Synology NAS vs. MSD SAN

The NAS vs. SAN Dilemma


Synology NAS

In my opinion, the best all-around NAS you can buy is a Synology.

The drives are completely up to the person buying the NAS, but I am usually a Seagate customer. I have had quite a few Western Digital failures, so I have moved away from storing seriously important data on Western Digital hard drives.

Synology builds high quality, reliable NAS enclosures, which run their own Disk Station Manager (DSM) operating system. Every Synology Disk Station NAS runs the same Disk Station Manager operating system, so the features are identical whether using a home specification NAS or an enterprise specification NAS.

Some of the high-end enterprise products Synology builds are closer to SAN products than NAS products, but they still have some differences from mainstream SAN enclosures.

Interconnects can be one of the obvious differences. The recently launched Disk Controller DC connects to the network with four 1 Gbps Ethernet ports but connects to up to 1440 TB of storage via a daisy chained 12 Gbps SAS port.

The bottleneck becomes the network throughput within the Disk Controller.
A total of 4 Gbps full duplex caps the Disk Controller NAS array at 500 MBps (notice MegaBytes per second, not MegaBits per second).


MaX Saxe Design SAN

I will be honest here, this is not an MSD SAN, this is a SAN that MaX, MSD CET, would build.

I have long wondered why PCIe flash is not used as the main front end of the storage system.

PCIe flash is reducing in cost daily & storage capacity is increasing monthly. Bandwidth is theoretically only capped by the limits of PCIe 3.0 [8 GTps, 985 MBps (×1), 15.75 GBps (×16)], which will be extended with PCIe 4.0 [16 GTps, 1.969 GBps (×1), 31.51 GBps (×16)].

I would like to maximise the potential of an enclosure with eight Intel Xeon E7-8890v3 18 core CPUs and Intel DC P3700 2.0TB PCIe flash cards.

Each Intel Xeon E7-8890v3 processor supports 32 lanes of PCIe v3
Each Intel DC P3700 series 2.0TB PCIe flash card utilises four PCIe 3.0 lanes.

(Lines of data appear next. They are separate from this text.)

// SPDX-License-Identifier: BUSL-1.1
// Copyright (c) 2026 Alfred Jean LLC

use super::*;
use cuckoo_core::test_support;
use tokio::sync::mpsc::Receiver;

struct TestNode {
    base: String,
    rx: Receiver<Event>,
    state: Arc<Mutex<MaterializedState>>,
    cwd: CuckooCwd,
    _dir: tempfile::TempDir,
}

async fn spawn_api() -> TestNode {
    let dir = tempfile::tempdir().unwrap();
    let cwd = CuckooCwd::at(dir.path());
    cwd.create_tree().unwrap();

    let pool = MachinePool::new();
    pool.register(vec![test_support::machine("win10-1")]);
    let state = Arc::new(Mutex::new(MaterializedState::default()));
    let (tx, rx) = tokio::sync::mpsc::channel(16);

    let api = NodeApi {
        pool,
        state: Arc::clone(&state),
        cwd: cwd.clone(),
        event_tx: tx,
        api_key: Arc::new("secret".to_string()),
    };

    let listener = tokio::net::TcpListener::bind("127.0.0.1:0").await.unwrap();
    let addr = listener.local_addr().unwrap();
    tokio::spawn(async move {
        let _ = axum::serve(listener, api.router()).await;
    });

    TestNode {
        base: format!("http://{addr}"),
        rx,
        state,
        cwd,
        _dir: dir,
    }
}

fn http() -> reqwest::Client {
    reqwest::Client::new()
}

#[tokio::test]
async fn requests_without_token_are_unauthorized() {
    let node = spawn_api().await;
    let response = http()
        .get(format!("{}/machines", node.base))
        .send()
        .await
        .unwrap();
    assert_eq!(response.status(), 401);

    let response = http()
        .get(format!("{}/machines", node.base))
        .header("authorization", "token wrong")
        .send()
        .await
        .unwrap();
    assert_eq!(response.status(), 401);
}

#[tokio::test]
async fn machines_lists_the_pool() {
    let node = spawn_api().await;
    let machines: Vec<Machine> = http()
        .get(format!("{}/machines", node.base))
        .header("authorization", "token secret")
        .send()
        .await
        .unwrap()
        .json()
        .await
        .unwrap();
    assert_eq!(machines.len(), 1);
    assert_eq!(machines[0].name, "win10-1");
}

#[tokio::test]
async fn dispatch_without_payload_conflicts_then_accepts() {
    let mut node = spawn_api().await;
    let analysis = test_support::analysis("20260801-AAAAAA");
    let task = test_support::task("20260801-AAAAAA", 1);
    let request = crate::api::DispatchRequest {
        task,
        analysis: analysis.clone(),
    };

    // The binary is not on the node yet.
    let response = http()
        .post(format!("{}/tasks", node.base))
        .header("authorization", "token secret")
        .json(&request)
        .send()
        .await
        .unwrap();
    assert_eq!(response.status(), 409);

    // Upload real bytes, then dispatch an analysis addressing them.
    let bytes = b"MZ test payload bytes large enough".to_vec();
    let digest = {
        use sha2::Digest as _;
        format!("{:x}", sha2::Sha256::digest(&bytes))
    };
    let upload = http()
        .post(format!("{}/binaries/{digest}", node.base))
        .header("authorization", "token secret")
        .body(bytes)
        .send()
        .await
        .unwrap();
    assert_eq!(upload.status(), 201);

    let mut analysis = analysis;
    analysis.target = cuckoo_core::TargetDescriptor::File {
        filename: "sample.exe".to_string(),
        size: 34,
        sha256: digest,
        media_type: None,
    };
    let request = crate::api::DispatchRequest {
        task: test_support::task("20260801-AAAAAA", 1),
        analysis,
    };
    let response = http()
        .post(format!("{}/tasks", node.base))
        .header("authorization", "token secret")
        .json(&request)
        .send()
        .await
        .unwrap();
    assert_eq!(response.status(), 202);

    // The node's controller loop receives the seeded rows.
    let first = node.rx.recv().await.unwrap();
    assert!(matches!(first, Event::AnalysisTracked { .. }));
    let second = node.rx.recv().await.unwrap();
    let Event::TaskCreated { task } = second else {
        panic!("expected task:created");
    };
    assert_eq!(task.state, TaskState::Pending);
    assert_eq!(task.machine, None);
}

#[tokio::test]
async fn mismatched_upload_digest_is_rejected() {
    let node = spawn_api().await;
    let claimed = "0".repeat(64);
    let response = http()
        .post(format!("{}/binaries/{claimed}", node.base))
        .header("authorization", "token secret")
        .body(vec![b'x'; 200])
        .send()
        .await
        .unwrap();
    assert_eq!(response.status(), 400);
}

#[tokio::test]
async fn task_snapshot_and_cancel() {
    let mut node = spawn_api().await;

    // Unknown task: 404.
    let response = http()
        .get(format!("{}/tasks/20260801-AAAAAA_1", node.base))
        .header("authorization", "token secret")
        .send()
        .await
        .unwrap();
    assert_eq!(response.status(), 404);

    // Seed a row, then snapshot it.
    {
        let mut state = node.state.lock();
        let mut analysis = test_support::analysis("20260801-AAAAAA");
        analysis.state = cuckoo_core::AnalysisState::TasksPending;
        state.apply_event(&Event::AnalysisTracked {
            analysis: Box::new(analysis),
        });
        state.apply_event(&Event::TaskCreated {
            task: Box::new(test_support::task("20260801-AAAAAA", 1)),
        });
    }
    let snapshot: crate::api::TaskSnapshot = http()
        .get(format!("{}/tasks/20260801-AAAAAA_1", node.base))
        .header("authorization", "token secret")
        .send()
        .await
        .unwrap()
        .json()
        .await
        .unwrap();
    assert_eq!(snapshot.state, TaskState::Pending);

    // Cancel goes to the controller loop.
    let response = http()
        .delete(format!("{}/tasks/20260801-AAAAAA_1", node.base))
        .header("authorization", "token secret")
        .send()
        .await
        .unwrap();
    assert_eq!(response.status(), 202);
    let event = node.rx.recv().await.unwrap();
    assert!(matches!(event, Event::TaskCancel { .. }));
}

#[tokio::test]
async fn result_tarball_round_trips() {
    let node = spawn_api().await;
    let task_id = TaskId::new("20260801-AAAAAA_1");
    let task_dir = node.cwd.task_dir(&task_id);
    std::fs::create_dir_all(&task_dir).unwrap();
    std::fs::write(task_dir.join("log.txt"), b"evidence\n").unwrap();

    let bytes = http()
        .get(format!("{}/tasks/{task_id}/result", node.base))
        .header("authorization", "token secret")
        .send()
        .await
        .unwrap()
        .bytes()
        .await
        .unwrap();

    let dest = tempfile::tempdir().unwrap();
    crate::transfer::unpack_task_dir(&bytes, dest.path()).unwrap();
    assert_eq!(
        std::fs::read(dest.path().join("log.txt")).unwrap(),
        b"evidence\n"
    );
}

A total quantity of 256 PCIe 3.0 lanes from eight Intel Xeon E7-8890v3 processors gives a total of 64 four-lane PCIe 3.0 Intel DC P3700 cards can be installed & fully supported.

64 Intel DC P3700 2.0 TB cards

128 TB of PCIe flash storage

Which means the user can access 128 TB of PCIe flash storage at 2800 MBps read & 1900 MBps write for each of the PCIe flash cards

128 TB of PCIe flash storage with a theoretical total bandwidth of 179.2 GBps or 179200 MBps [ 64 * 2800 MBps ] & 121.6 GBps 121600 MBps [ 64 * 1900 MBps ]

"I suppose this is all theoretical" - NO

The bandwidth calculated is not the theoretical maximum; fortunately, the eight Intel Xeon E7-8890v3 processors can handle all of the bandwidth.

Some of you may have noticed I have not left any PCIe bandwidth for the networking connections. This is because I will be using the Intel QPI to connect with the Chipset, which will handle the networking connections.

I intend to use Intel MXC & Intel silicon photonics when available.


Future: Intel DC P3800 Series PCIe flash storage

I would like to make a few predictions on the P3800 series PCIe flash storage modules.

  • Up to 16 TB of PCEi flash storage
  • Up to 3600 MBps read bandwidth (x8 & x16)
  • Up to 2800 MBps write bandwidth (x8 & x16)
  • PCIe 3.0 formats in x4, x8 & x16

Future: Intel DC P4x00 Series PCIe 4.0 flash storage

I would like to make a few predictions on the P3800 series PCIe flash storage modules.

  • Up to 16 TB of PCEi flash storage
  • Up to 28 GBps read bandwidth (x16)
  • Up to 28 GBps write bandwidth (x16)
  • PCIe 4.0 formats in x4, x8 & x16

The above predictions are based on Intel IPOs & my experience in the technology sector.